For all practical purposes, Connecticut easily might be
regarded as the abortion state. One would never know it by attending to the
political programs of Democrat cultural proponents. Clearly, abortion as a
political issue should have been “off the table” when Connecticut more than
three decades ago codified Roe v. Wade
in its statutes.
Abortion as a political issue has been kept alive by the
all-Democrat members of Connecticut’s U.S. Congressional Delegation, which
wrongly fears that state’s abortion statute may at any moment be repealed by a
Supreme Court that most recently, in Dobbs
v. Jackson Women’s Health, shifted decision making in the matter of
abortion from courts to state legislatures. Connecticut’s General Assembly, the
state’s legislature, is overwhelmingly Democrat.
The worry among pro-abortion Democrats in Connecticut that
the state’s pro-abortion statute has been put in jeopardy by Dobbs is a false flag.
Immediately after the Dobbs
decision was rendered, Nina Totenberg and Sarah McCammon of National Public Radio reported:
“Writing for the majority, he [Chief Justice Samuel Alito] said forthrightly
that abortion is a matter to be decided by states and the voters in the states.
‘We hold,’ he wrote, that ‘the Constitution does not confer a right to
abortion.’ As to what standard the courts should apply in the event that a
state regulation is challenged, Alito said any state regulation of abortion
[pro or contra abortion] is presumptively valid and ‘must be sustained if there
is a rational basis on which the legislature could have thought’ it was serving
‘legitimate state interests, including ‘respect for and preservation of
prenatal life at all stages of development.’”
The Democrat majority in Connecticut’s legislature has rarely
fretted that a “respect for and preservation of prenatal life at all stages of
development” would overthrow its guiding legislative statute. Connecticut’s
General Assembly, the state’s legislature, is overwhelmingly Democrat and
pro-abortion. Its Senior U.S. Senator, Dick Blumenthal, has aggressively
opposed every legislative interference with the nation’s chief abortion
factory, Planned Parenthood, and Blumenthal, also a proponent of euthanasia,
certainly is not in danger of losing office owing to his extreme positions on
abortion.
Then too, abortion is not the only political issue worth the
attention of Connecticut’s governors and state legislatures.

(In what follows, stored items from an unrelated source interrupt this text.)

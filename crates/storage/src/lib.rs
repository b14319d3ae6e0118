//! Storage Layer
//!
//! Keeps the session video and rendered plots on disk, and a bounded
//! in-memory history of analysis results.

mod repository;
mod session;

pub use repository::{AnalysisRecord, Repository};
pub use session::{SessionStore, StorageConfig, VideoUpload};

use std::path::PathBuf;

use thiserror::Error;

/// Storage errors
#[derive(Debug, Error)]
pub enum StorageError {
    #[error("IO error on {path}: {source}")]
    Io {
        path: PathBuf,
        #[source]
        source: std::io::Error,
    },
    #[error("Lock error: {0}")]
    Lock(String),
    #[error("Record not found")]
    NotFound,
    #[error("Invalid file name: {0}")]
    InvalidName(String),
}

impl StorageError {
    pub(crate) fn io(path: impl Into<PathBuf>, source: std::io::Error) -> Self {
        Self::Io {
            path: path.into(),
            source,
        }
    }
}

As elsewhere in the nation, the question of debt and
inflation -- a devaluation of currency that boosts the costs of products and
services -- remains foremost in people’s minds. There are two solutions to
improvident debt, one of them politically unlikely in the minds of most
neo-progressives in Connecticut’s General Assembly. You either reduce future
spending, so that the children and grandchildren of present taxpayers will be
relieved of the ever-growing cost of government, or you boost taxation and
rigorously apply the tax increases to debt payment. The recent history of
getting and spending in Connecticut strongly suggest that neo-progressive state
legislators are averse to both solutions.
The cowardice of state legislators is boundless. In office
political campaigners, mostly Democrats, have discovered that fake problems are
much easier to resolve than real problems.